----- Input data -----

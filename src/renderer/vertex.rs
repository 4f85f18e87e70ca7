//! Vertex types for 2D rendering

use bytemuck::{Pod, Zeroable};

/// Simple 2D vertex with position and color
#[repr(C)]
#[derive(Copy, Clone, Debug, PartialEq, Pod, Zeroable)]
pub struct Vertex {
    pub position: [f32; 2],
    pub color: [f32; 4],
}

impl Vertex {
    pub const fn new(x: f32, y: f32, color: [f32; 4]) -> Self {
        Self {
            position: [x, y],
            color,
        }
    }

    /// Byte stride of one vertex in a packed buffer
    pub const STRIDE: usize = std::mem::size_of::<Vertex>();

    /// Offset of `color` within a vertex
    pub const COLOR_OFFSET: usize = std::mem::size_of::<[f32; 2]>();
}

/// Colors for game elements
pub mod colors {
    pub const PLAYER: [f32; 4] = [0.0, 1.0, 0.0, 1.0];
    pub const OBSTACLE: [f32; 4] = [1.0, 0.0, 0.0, 1.0];
    /// Star brightness per parallax layer, far to near
    pub const STAR_LAYERS: [[f32; 4]; 3] = [
        [0.45, 0.45, 0.55, 1.0],
        [0.7, 0.7, 0.8, 1.0],
        [1.0, 1.0, 1.0, 1.0],
    ];
}
//! Fixed timestep frame driver
//!
//! The host calls [`FrameDriver::frame`] once per displayed frame with the
//! wall-clock time since the previous one. Queued host events are applied
//! first, then the session runs as many fixed ticks as the accumulator
//! holds, then the renderer gets exactly one view. Everything happens on the
//! caller's thread, one step at a time.

use std::collections::VecDeque;

use crate::consts::{MAX_FRAME_DELTA, MAX_SUBSTEPS};
use crate::renderer::Renderer;
use crate::session::{GameSession, HostEvent};
use crate::sim::GamePhase;

/// Whether the host loop should keep going
#[derive(Debug, Clone, Copy, PartialEq, Eq)]
pub enum LoopControl {
    Continue,
    Exit,
}

/// Result of one driven frame
#[derive(Debug, Clone, Copy, PartialEq, Eq)]
pub struct FrameReport {
    pub control: LoopControl,
    /// Fixed ticks run this frame
    pub ticks: u32,
    /// A tick this frame ended the run
    pub collided: bool,
}

/// Drives a [`GameSession`] from variable-rate frames
#[derive(Debug)]
pub struct FrameDriver {
    session: GameSession,
    accumulator: f32,
    pending: VecDeque<HostEvent>,
    frames: u64,
    exited: bool,
}

impl FrameDriver {
    pub fn new(session: GameSession) -> Self {
        Self {
            session,
            accumulator: 0.0,
            pending: VecDeque::new(),
            frames: 0,
            exited: false,
        }
    }

    pub fn session(&self) -> &GameSession {
        &self.session
    }

    /// Frames rendered so far
    pub fn frames(&self) -> u64 {
        self.frames
    }

    pub fn has_exited(&self) -> bool {
        self.exited
    }

    /// Queue a host event for the start of the next frame
    pub fn push_event(&mut self, event: HostEvent) {
        self.pending.push_back(event);
    }

    /// Apply pending events, run fixed ticks, then render once
    pub fn frame(&mut self, elapsed: f32, renderer: &mut impl Renderer) -> FrameReport {
        let mut report = FrameReport {
            control: LoopControl::Continue,
            ticks: 0,
            collided: false,
        };

        if self.exited {
            report.control = LoopControl::Exit;
            return report;
        }

        while let Some(event) = self.pending.pop_front() {
            // A new run starts without the previous run's leftover time
            if event == HostEvent::Restart && self.session.phase() == GamePhase::Over {
                self.accumulator = 0.0;
            }
            if self.session.handle_event(event) == LoopControl::Exit {
                self.exited = true;
                self.pending.clear();
                report.control = LoopControl::Exit;
                return report;
            }
        }

        let elapsed = if elapsed.is_finite() {
            elapsed.clamp(0.0, MAX_FRAME_DELTA)
        } else {
            0.0
        };
        self.accumulator += elapsed;

        let dt = self.session.dt();
        while self.accumulator >= dt && report.ticks < MAX_SUBSTEPS {
            report.collided |= self.session.tick().collided;
            self.accumulator -= dt;
            report.ticks += 1;
        }
        if self.accumulator >= dt {
            log::warn!(
                "Frame needed more than {} ticks, dropping {:.3}s",
                MAX_SUBSTEPS,
                self.accumulator - dt
            );
            self.accumulator = dt;
        }

        renderer.render(&self.session.view());
        self.frames += 1;

        report
    }
}

#[cfg(test)]
mod tests {
    use super::*;
    use crate::consts::SIM_DT;
    use crate::renderer::FrameView;
    use crate::settings::Settings;
    use crate::sim::Direction;

    #[derive(Default)]
    struct CountingRenderer {
        frames: u32,
        last_score: f32,
        last_phase: Option<GamePhase>,
    }

    impl Renderer for CountingRenderer {
        fn render(&mut self, view: &FrameView<'_>) {
            self.frames += 1;
            self.last_score = view.score;
            self.last_phase = Some(view.phase);
        }
    }

    fn driver() -> FrameDriver {
        let mut settings = Settings::default();
        settings.seed = Some(77);
        FrameDriver::new(GameSession::new(settings).unwrap())
    }

    #[test]
    fn runs_whole_ticks_and_carries_remainder() {
        let mut driver = driver();
        let mut renderer = CountingRenderer::default();

        let report = driver.frame(0.05, &mut renderer);
        assert_eq!(report.ticks, 3);
        assert_eq!(report.control, LoopControl::Continue);
        assert_eq!(renderer.frames, 1);

        // 0.002 carried over + 0.015 = one more tick
        let report = driver.frame(0.015, &mut renderer);
        assert_eq!(report.ticks, 1);
        assert_eq!(renderer.frames, 2);
        assert!((renderer.last_score - 4.0 * SIM_DT).abs() < 1e-5);
    }

    #[test]
    fn short_frame_renders_without_ticking() {
        let mut driver = driver();
        let mut renderer = CountingRenderer::default();
        let report = driver.frame(0.001, &mut renderer);
        assert_eq!(report.ticks, 0);
        assert_eq!(renderer.frames, 1);
        assert_eq!(renderer.last_score, 0.0);
    }

    #[test]
    fn long_frames_are_clamped() {
        let mut driver = driver();
        let mut renderer = CountingRenderer::default();
        let report = driver.frame(5.0, &mut renderer);
        assert_eq!(report.ticks, 6);
        assert!(report.ticks <= MAX_SUBSTEPS);

        let report = driver.frame(f32::NAN, &mut renderer);
        assert_eq!(report.ticks, 0);
    }

    #[test]
    fn events_apply_before_ticks() {
        let mut driver = driver();
        let mut renderer = CountingRenderer::default();
        driver.push_event(HostEvent::Direction {
            direction: Direction::Right,
            pressed: true,
        });
        driver.frame(SIM_DT, &mut renderer);
        assert!(driver.session().world().player.pos.x > 0.0);
    }

    #[test]
    fn exit_stops_the_loop() {
        let mut driver = driver();
        let mut renderer = CountingRenderer::default();
        driver.push_event(HostEvent::Exit);
        driver.push_event(HostEvent::Restart);

        let report = driver.frame(0.05, &mut renderer);
        assert_eq!(report.control, LoopControl::Exit);
        assert_eq!(report.ticks, 0);
        assert_eq!(renderer.frames, 0);
        assert!(driver.has_exited());

        let report = driver.frame(0.05, &mut renderer);
        assert_eq!(report.control, LoopControl::Exit);
        assert_eq!(driver.frames(), 0);
    }

    #[test]
    fn abandon_then_restart() {
        let mut driver = driver();
        let mut renderer = CountingRenderer::default();
        driver.frame(0.05, &mut renderer);

        driver.push_event(HostEvent::Abandon);
        driver.frame(0.05, &mut renderer);
        assert_eq!(renderer.last_phase, Some(GamePhase::Over));
        let frozen = renderer.last_score;
        driver.frame(0.05, &mut renderer);
        assert_eq!(renderer.last_score, frozen);

        driver.push_event(HostEvent::Restart);
        let report = driver.frame(0.0, &mut renderer);
        assert_eq!(report.ticks, 0);
        assert_eq!(renderer.last_phase, Some(GamePhase::Running));
        assert_eq!(renderer.last_score, 0.0);
    }

    #[test]
    fn ignored_restart_keeps_leftover_time() {
        let mut driver = driver();
        let mut renderer = CountingRenderer::default();
        assert_eq!(driver.frame(0.01, &mut renderer).ticks, 0);

        // Restart while running does nothing, so 0.01 + 0.01 still makes a tick
        driver.push_event(HostEvent::Restart);
        let report = driver.frame(0.01, &mut renderer);
        assert_eq!(driver.session().phase(), GamePhase::Running);
        assert_eq!(driver.session().runs(), 1);
        assert_eq!(report.ticks, 1);
    }
}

-----

▶ [What the task requires]: From the records above, return each line that has the string "GameSession".

▶ [Solution]:
use crate::session::{GameSession, HostEvent};
/// Drives a [`GameSession`] from variable-rate frames
    session: GameSession,
    pub fn new(session: GameSession) -> Self {
    pub fn session(&self) -> &GameSession {
        FrameDriver::new(GameSession::new(settings).unwrap())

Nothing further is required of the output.